If I were a ruthless CEO of a competitor to PPC, I would make them suffer. For PPC to survive under the weight of significant losses and an over leveraged balance sheet one of two things needs to happen (1) corn prices decline by another 40% which would allow the company to return to profitability given current market prices (corn would need to fall below $4.00) or (2) the industry cuts capacity allowing chicken price to rise by more than 40%, so the company can return to profitability.

According to Agri-Stats, no matter whether you measure by bird numbers, live weight or by total tonnage produced, the U.S. broiler industry expanded production in 2007, and 2008 is on track for increased production, too. Importantly, ownership and control of production has been consolidating into fewer and fewer firms.
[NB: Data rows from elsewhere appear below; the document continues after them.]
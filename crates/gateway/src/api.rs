use crate::decode::decode_image;
use crate::state::AppState;
use axum::{
    Router,
    extract::{
        DefaultBodyLimit, Multipart, State, multipart::MultipartRejection,
        rejection::JsonRejection,
    },
    http::StatusCode,
    response::{IntoResponse, Json, Response},
    routing::{get, post},
};
use base64::Engine as _;
use detector::DetectionBatch;
use fusion::{FusionError, FusionReport};
use serde::{Deserialize, Serialize};
use std::sync::Arc;
use std::time::Instant;
use tower_http::{cors::CorsLayer, trace::TraceLayer};

pub const DETECT_ROUTE: &str = "/detect";
pub const UPLOAD_ROUTE: &str = "/upload";
pub const HEALTH_ROUTE: &str = "/health";

const FILE_FIELD: &str = "file";
const UPLOAD_MESSAGE: &str = "Object detection complete";

/// POST /upload request body.
#[derive(Deserialize)]
pub struct UploadRequest {
    /// Standard base64 of the encoded image.
    pub image: String,
}

/// POST /detect response.
#[derive(Serialize)]
pub struct DetectResponse {
    pub detections: DetectionBatch,
}

/// POST /upload response.
#[derive(Serialize)]
pub struct UploadResponse {
    pub message: &'static str,
    pub detections: DetectionBatch,
}

/// GET /health response.
#[derive(Serialize)]
pub struct HealthResponse {
    pub status: &'static str,
    pub uptime_secs: f64,
    pub models: Vec<String>,
    pub vocabulary_size: usize,
}

#[derive(Serialize)]
struct ErrorResponse {
    error: String,
}

/// Error returned to the client as `{"error": ...}`.
#[derive(Debug)]
pub struct ApiError {
    status: StatusCode,
    message: String,
}

impl ApiError {
    fn bad_request(message: impl Into<String>) -> Self {
        let message = message.into();
        tracing::debug!(error = %message, "Rejected request");
        Self {
            status: StatusCode::BAD_REQUEST,
            message,
        }
    }

    fn internal(message: impl Into<String>) -> Self {
        let message = message.into();
        tracing::error!(error = %message, "Internal error");
        Self {
            status: StatusCode::INTERNAL_SERVER_ERROR,
            message,
        }
    }

    /// Malformed requests are 400, except bodies over the size limit, which stay 413.
    fn rejected(status: StatusCode, message: String) -> Self {
        if status == StatusCode::PAYLOAD_TOO_LARGE {
            tracing::debug!(error = %message, "Rejected oversized request");
            Self { status, message }
        } else {
            Self::bad_request(message)
        }
    }

    pub fn status(&self) -> StatusCode {
        self.status
    }
}

impl IntoResponse for ApiError {
    fn into_response(self) -> Response {
        (self.status, Json(ErrorResponse { error: self.message })).into_response()
    }
}

impl From<FusionError> for ApiError {
    fn from(err: FusionError) -> Self {
        ApiError::internal(err.to_string())
    }
}

pub fn create_router(state: Arc<AppState>) -> Router {
    let max_body_bytes = state.max_body_bytes;

    Router::new()
        .route(DETECT_ROUTE, post(detect_multipart))
        .route(UPLOAD_ROUTE, post(detect_base64))
        .route(HEALTH_ROUTE, get(health))
        .layer(DefaultBodyLimit::max(max_body_bytes))
        .layer(TraceLayer::new_for_http())
        .layer(CorsLayer::permissive())
        .with_state(state)
}

/// POST /detect, multipart/form-data with a `file` field.
async fn detect_multipart(
    State(state): State<Arc<AppState>>,
    multipart: Result<Multipart, MultipartRejection>,
) -> Result<Json<DetectResponse>, ApiError> {
    let started = Instant::now();

    let bytes = match multipart {
        Ok(multipart) => read_file_field(multipart).await,
        Err(rejection) => Err(ApiError::rejected(rejection.status(), rejection.body_text())),
    };
    let result = match bytes {
        Ok(bytes) => run_detection(&state, bytes).await,
        Err(err) => Err(err),
    };

    record(&state, DETECT_ROUTE, started, &result);
    result.map(|detections| Json(DetectResponse { detections }))
}

/// POST /upload, JSON with a base64 `image`.
async fn detect_base64(
    State(state): State<Arc<AppState>>,
    request: Result<Json<UploadRequest>, JsonRejection>,
) -> Result<Json<UploadResponse>, ApiError> {
    let started = Instant::now();

    let bytes = match request {
        Ok(Json(request)) => base64::engine::general_purpose::STANDARD
            .decode(request.image.trim())
            .map_err(|e| ApiError::bad_request(format!("Invalid base64: {e}"))),
        Err(rejection) => Err(ApiError::rejected(rejection.status(), rejection.body_text())),
    };
    let result = match bytes {
        Ok(bytes) => run_detection(&state, bytes).await,
        Err(err) => Err(err),
    };

    record(&state, UPLOAD_ROUTE, started, &result);
    result.map(|detections| {
        Json(UploadResponse {
            message: UPLOAD_MESSAGE,
            detections,
        })
    })
}

async fn health(State(state): State<Arc<AppState>>) -> Json<HealthResponse> {
    Json(HealthResponse {
        status: "ok",
        uptime_secs: state.start_time.elapsed().as_secs_f64(),
        models: state.engine.models().map(str::to_string).collect(),
        vocabulary_size: state.classes.len(),
    })
}

async fn read_file_field(mut multipart: Multipart) -> Result<Vec<u8>, ApiError> {
    while let Some(field) = multipart
        .next_field()
        .await
        .map_err(|e| ApiError::rejected(e.status(), format!("Multipart error: {e}")))?
    {
        if field.name() == Some(FILE_FIELD) {
            let bytes = field
                .bytes()
                .await
                .map_err(|e| ApiError::rejected(e.status(), format!("File read error: {e}")))?;
            return Ok(bytes.to_vec());
        }
    }

    Err(ApiError::bad_request(format!("Missing '{FILE_FIELD}' field")))
}

/// Decode and detect on the blocking pool; the engine call is synchronous and CPU bound.
async fn run_detection(state: &Arc<AppState>, bytes: Vec<u8>) -> Result<DetectionBatch, ApiError> {
    let engine = Arc::clone(&state.engine);

    let outcome = tokio::task::spawn_blocking(
        move || -> Result<Result<FusionReport, FusionError>, ApiError> {
            let image =
                decode_image(&bytes).map_err(|e| ApiError::bad_request(format!("{e:#}")))?;
            tracing::debug!(width = image.width(), height = image.height(), "Decoded image");
            Ok(engine.detect(&image))
        },
    )
    .await
    .map_err(|e| ApiError::internal(format!("Detection task failed: {e}")))??;

    match outcome {
        Ok(report) => {
            state.metrics.record_report(&report);
            Ok(report.detections)
        }
        Err(err) => {
            state.metrics.record_error(&err);
            Err(err.into())
        }
    }
}

fn record<T>(state: &AppState, route: &'static str, started: Instant, result: &Result<T, ApiError>) {
    let status = match result {
        Ok(_) => StatusCode::OK,
        Err(err) => err.status,
    };
    state.metrics.record_request(route, status, started.elapsed());
}
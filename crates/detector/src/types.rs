use serde::{Deserialize, Serialize};

/// Decimal places kept for box coordinates and confidences in adapter output.
pub const PRESENTATION_DECIMALS: i32 = 2;

/// Round `value` to [`PRESENTATION_DECIMALS`] places.
#[inline]
pub fn round_to_precision(value: f32) -> f32 {
    let factor = 10f32.powi(PRESENTATION_DECIMALS);
    (value * factor).round() / factor
}

/// Axis-aligned box in original image pixels, serialized as `[x1, y1, x2, y2]`.
///
/// `x1 <= x2` and `y1 <= y2` for well-formed boxes; nothing here enforces it.
#[derive(Debug, Clone, Copy, PartialEq, Serialize, Deserialize)]
#[serde(from = "[f32; 4]", into = "[f32; 4]")]
pub struct BoundingBox {
    pub x1: f32,
    pub y1: f32,
    pub x2: f32,
    pub y2: f32,
}

impl BoundingBox {
    pub fn new(x1: f32, y1: f32, x2: f32, y2: f32) -> Self {
        Self { x1, y1, x2, y2 }
    }

    /// Signed area; negative for inverted boxes.
    pub fn area(&self) -> f32 {
        (self.x2 - self.x1) * (self.y2 - self.y1)
    }

    pub fn rounded(&self) -> Self {
        Self {
            x1: round_to_precision(self.x1),
            y1: round_to_precision(self.y1),
            x2: round_to_precision(self.x2),
            y2: round_to_precision(self.y2),
        }
    }
}

impl From<[f32; 4]> for BoundingBox {
    fn from([x1, y1, x2, y2]: [f32; 4]) -> Self {
        Self { x1, y1, x2, y2 }
    }
}

impl From<BoundingBox> for [f32; 4] {
    fn from(b: BoundingBox) -> Self {
        [b.x1, b.y1, b.x2, b.y2]
    }
}

/// Detector output before class remapping. `class_index` is local to the model.
#[derive(Debug, Clone, Copy, PartialEq)]
pub struct RawDetection {
    pub bbox: BoundingBox,
    pub class_index: usize,
    pub confidence: f32,
}

/// Detection in the unified label space.
///
/// `label` always equals the vocabulary entry at `class_index`.
#[derive(Debug, Clone, PartialEq, Serialize, Deserialize)]
pub struct Detection {
    #[serde(rename = "box")]
    pub bbox: BoundingBox,
    #[serde(rename = "class")]
    pub class_index: usize,
    pub label: String,
    pub confidence: f32,
}

/// Detections produced for one request, in production order.
pub type DetectionBatch = Vec<Detection>;
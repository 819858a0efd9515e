use std::path::PathBuf;
use thiserror::Error;

#[derive(Error, Debug)]
pub enum VocabularyError {
    #[error("Failed to load class names from {path}: {source}")]
    Source {
        path: PathBuf,
        #[source]
        source: config::ConfigError,
    },

    #[error("Class index key `{key}` in {path} is not a non-negative integer")]
    InvalidIndexKey { path: PathBuf, key: String },

    #[error("Class names in {path} skip index {index}")]
    MissingIndex { path: PathBuf, index: usize },

    #[error("Local class index {index} is not mapped for model {model} ({len} classes)")]
    UnmappedClass {
        model: String,
        index: usize,
        len: usize,
    },

    #[error("Unified class index {0} is outside the vocabulary")]
    UnknownUnifiedIndex(usize),
}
In 2008, EMI Analytics forecasts look for U.S. output to total about 36.6 billion pounds of RTC (bone-in ready to cook) chicken. Estimates show the 4 largest firms will control roughly 57% of broiler production - Pilgrim’s Pride, Tyson Foods, Perdue Farms, and Sanderson Farms. The 8 largest companies will account for 71% of U.S. production, and the 20 largest will supply over 93%.

As I see it, the fate of PPC is in the hands of eight companies that control 71% of U.S. production. If those eight firms decide not to cut production in any meaningful way, industry pricing will remain under pressure. Going back to my point about being the CEO of one of PPC’s competitors, it would not make sense for Tyson, Sanderson Farm, or Perdue Farms to cut production as the increase in market prices would provide the most incremental benefit to PPC as it is the market share leader (holds 25% of the market). PPC’s competitors have the financial flexibility to withstand current pressures over the next 6-12 months until market prices stabilize and would most likely rather watch their biggest competitor sweat it out.

The issues around PPC’s balance sheet have been well documented. Right now the issue with PPC is not liquidity, but rather the company’s ability to maintain the fixed charge coverage ratio if the industry turmoil continues well into 2009. Depending on how you measure it, PPC has $500 to $600 million of liquidity. For the company to maintain its fixed charge coverage ratio, it must return to profitability in 2009.

Right now that looks highly unlikely.